PJM spokeswoman Susan Buehler denied that Glazer was attempting to lobby the commissioners.
“As the filed record indicates, Craig contacted commissioners to give them a procedural update on the order which could have a significant impact on PJM members. He wanted to make sure they knew PJM intended to make several filings,” Buehler said in an email. “Regarding the ex parte filing, PJM understands the need for sensitivity when addressing procedural matters with the commission.”
‘Disappointed’ in Delay
O’Hara said the RTO was disappointed that it took FERC six months to rule on the waiver request. “They could have ruled within 30 days. Waiting six months obviously makes [unwinding FTR settlements] more complicated,” he said.
Direct Energy’s Marji Philips asked O’Hara why the RTO did not ask the commission for expedited treatment for the waiver request. “Fair question,” O’Hara responded. “I’ll have to look into that.”
FERC ordered PJM to rerun the auction conducted in July under Tariff rules requiring it to offer all of GreenHat’s FTR positions at a price designed “to maximize the likelihood of liquidation.” That means including liquidation offers for all GreenHat’s FTR positions for August 2018 through May 2019, instead of just the prompt month.
The order also requires PJM to recalculate the default allocation assessments made based on GreenHat FTRs that went to settlement between September and January 2019 if those FTRs get liquidated as a result of the rerun of the July auction.

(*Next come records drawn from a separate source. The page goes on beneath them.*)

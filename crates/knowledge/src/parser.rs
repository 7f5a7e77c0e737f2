//! Upload type detection and extracted-text cleanup.

use firegpt_core::{AppError, AppResult};
use std::path::Path;

/// Accepted upload extensions.
pub const ALLOWED_EXTENSIONS: &[&str] = &["png", "jpg", "jpeg", "bmp", "tiff", "pdf"];

/// Document classification for uploads.
#[derive(Debug, Clone, Copy, PartialEq, Eq)]
pub enum DocumentKind {
    Pdf,
    Png,
    Jpeg,
    Bmp,
    Tiff,
}

impl DocumentKind {
    /// Detect the declared kind from a file name's extension.
    pub fn from_path(path: &Path) -> Option<Self> {
        let ext = path.extension()?.to_str()?.to_ascii_lowercase();
        match ext.as_str() {
            "pdf" => Some(Self::Pdf),
            "png" => Some(Self::Png),
            "jpg" | "jpeg" => Some(Self::Jpeg),
            "bmp" => Some(Self::Bmp),
            "tiff" => Some(Self::Tiff),
            _ => None,
        }
    }

    /// Detect the actual kind from leading magic bytes.
    pub fn sniff(bytes: &[u8]) -> Option<Self> {
        const SIGNATURES: &[(&[u8], DocumentKind)] = &[
            (b"%PDF-", DocumentKind::Pdf),
            (b"\x89PNG\r\n\x1a\n", DocumentKind::Png),
            (b"\xff\xd8\xff", DocumentKind::Jpeg),
            (b"BM", DocumentKind::Bmp),
            (b"II*\x00", DocumentKind::Tiff),
            (b"MM\x00*", DocumentKind::Tiff),
        ];

        SIGNATURES
            .iter()
            .find(|(magic, _)| bytes.starts_with(magic))
            .map(|(_, kind)| *kind)
    }

    pub fn is_image(&self) -> bool {
        !matches!(self, Self::Pdf)
    }

    /// Get string representation.
    pub fn as_str(&self) -> &'static str {
        match self {
            Self::Pdf => "pdf",
            Self::Png => "png",
            Self::Jpeg => "jpeg",
            Self::Bmp => "bmp",
            Self::Tiff => "tiff",
        }
    }

    /// File suffix used for the temporary copy handed to extractors.
    pub fn suffix(&self) -> &'static str {
        match self {
            Self::Jpeg => ".jpg",
            Self::Pdf => ".pdf",
            Self::Png => ".png",
            Self::Bmp => ".bmp",
            Self::Tiff => ".tiff",
        }
    }
}

/// Check a named upload against the allow-list and its magic bytes.
pub fn classify_upload(filename: &str, bytes: &[u8]) -> AppResult<DocumentKind> {
    let declared = DocumentKind::from_path(Path::new(filename)).ok_or_else(|| {
        AppError::InvalidInput(format!(
            "Unsupported file type for '{}'. Allowed: {}",
            filename,
            ALLOWED_EXTENSIONS.join(", ")
        ))
    })?;

    match DocumentKind::sniff(bytes) {
        Some(actual) if actual == declared => Ok(declared),
        Some(actual) => Err(AppError::InvalidInput(format!(
            "'{}' is named as {} but contains {}",
            filename,
            declared.as_str(),
            actual.as_str()
        ))),
        None => Err(AppError::InvalidInput(format!(
            "'{}' does not look like a {} file",
            filename,
            declared.as_str()
        ))),
    }
}

/// Normalize OCR and pdftotext output: drop form feeds, trim lines and
/// collapse runs of blank lines.
pub fn clean_extracted_text(raw: &str) -> String {
    let mut result = String::with_capacity(raw.len());
    let mut blank_run = 0;

    for line in raw.replace('\u{c}', "\n").lines() {
        let trimmed = line.trim();
        if trimmed.is_empty() {
            blank_run += 1;
            if blank_run == 1 && !result.is_empty() {
                result.push('\n');
            }
            continue;
        }
        blank_run = 0;
        result.push_str(trimmed);
        result.push('\n');
    }

    result.trim().to_string()
}

#[cfg(test)]
mod tests {
    use super::*;

    #[test]
    fn test_extension_detection_is_case_insensitive() {
        assert_eq!(DocumentKind::from_path(Path::new("map.PNG")), Some(DocumentKind::Png));
        assert_eq!(DocumentKind::from_path(Path::new("a.jpeg")), Some(DocumentKind::Jpeg));
        assert_eq!(DocumentKind::from_path(Path::new("a.JPG")), Some(DocumentKind::Jpeg));
        assert_eq!(DocumentKind::from_path(Path::new("notes.txt")), None);
        assert_eq!(DocumentKind::from_path(Path::new("noext")), None);
    }

    #[test]
    fn test_sniff() {
        assert_eq!(DocumentKind::sniff(b"%PDF-1.7\n"), Some(DocumentKind::Pdf));
        assert_eq!(DocumentKind::sniff(b"\x89PNG\r\n\x1a\n...."), Some(DocumentKind::Png));
        assert_eq!(DocumentKind::sniff(b"\xff\xd8\xff\xe0"), Some(DocumentKind::Jpeg));
        assert_eq!(DocumentKind::sniff(b"MM\x00*rest"), Some(DocumentKind::Tiff));
        assert_eq!(DocumentKind::sniff(b"hello"), None);
        assert_eq!(DocumentKind::sniff(b""), None);
    }

    #[test]
    fn test_classify_accepts_matching_upload() {
        assert_eq!(classify_upload("plan.pdf", b"%PDF-1.4").unwrap(), DocumentKind::Pdf);
    }

    #[test]
    fn test_classify_rejects_mismatch() {
        let result = classify_upload("photo.png", b"%PDF-1.4");
        assert!(matches!(result, Err(AppError::InvalidInput(_))));
    }

    #[test]
    fn test_classify_rejects_unknown_extension() {
        let result = classify_upload("script.sh", b"#!/bin/sh");
        assert!(matches!(result, Err(AppError::InvalidInput(_))));
    }

    #[test]
    fn test_clean_extracted_text() {
        let raw = "  Page one  \n\n\n\nLine two\n\u{c}Page two\n   \n";
        assert_eq!(clean_extracted_text(raw), "Page one\n\nLine two\n\nPage two");
    }
}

PJM’s Tim Horger said the RTO, which has never rerun a cleared FTR auction, is still evaluating potential implications of the ruling. “You’re going to have … auctions [after July] where members sold positions they never owned,” he said.
Because the FTR portfolios of participants who traded in the July auction will be revised, the reshuffling is expected to trigger credit collateral calls.
The revised results also will cause FTR auctions from August 2018 through January 2019 “to become infeasible solutions,” violating the simultaneous feasibility test, PJM said.
The RTO will have to make billing adjustments reflecting revised default allocation assessment charges since Aug. 1 — revisions that may cause additional members to default.
There could be additional briefings in the docket regarding how PJM can remedy the violations, O’Hara said. “We’re not entirely sure what to do.”
Daugherty said the RTO believes the order only requires it to rerun the July 2018 auction for August because the auctions from September forward were under revised rules approved by the commission.
In October, the commission approved PJM’s requests to change its rules so it wouldn’t have to immediately offer any GreenHat positions for liquidation after Aug. 24. (See FERC OKs Key PJM Changes to Address GreenHat Default.)
FERC last week approved PJM’s request to withdraw an earlier petition to allow bilateral counterparties the option to assume indemnified positions (ER19-24). The RTO made the request after FERC issued a deficiency notice seeking more information on its indemnification procedures.
Potential default allocation assessment implications of FERC’s order denying PJM’s waiver request | PJM
In asking to withdraw its filing, the RTO said “the proposal does not provide sufficient benefits to the PJM membership to justify PJM continuing to seek approval.” The commission acted over the opposition of Shell Energy, which said the withdrawal would prevent the commission from ruling on its dispute with the RTO over existing indemnification rules. (See Shell Energy Seeks to Avoid Liability in GreenHat Trades.)
The commission also rejected Shell’s request to institute a Section 206 proceeding but said “Shell remains free to file a complaint.”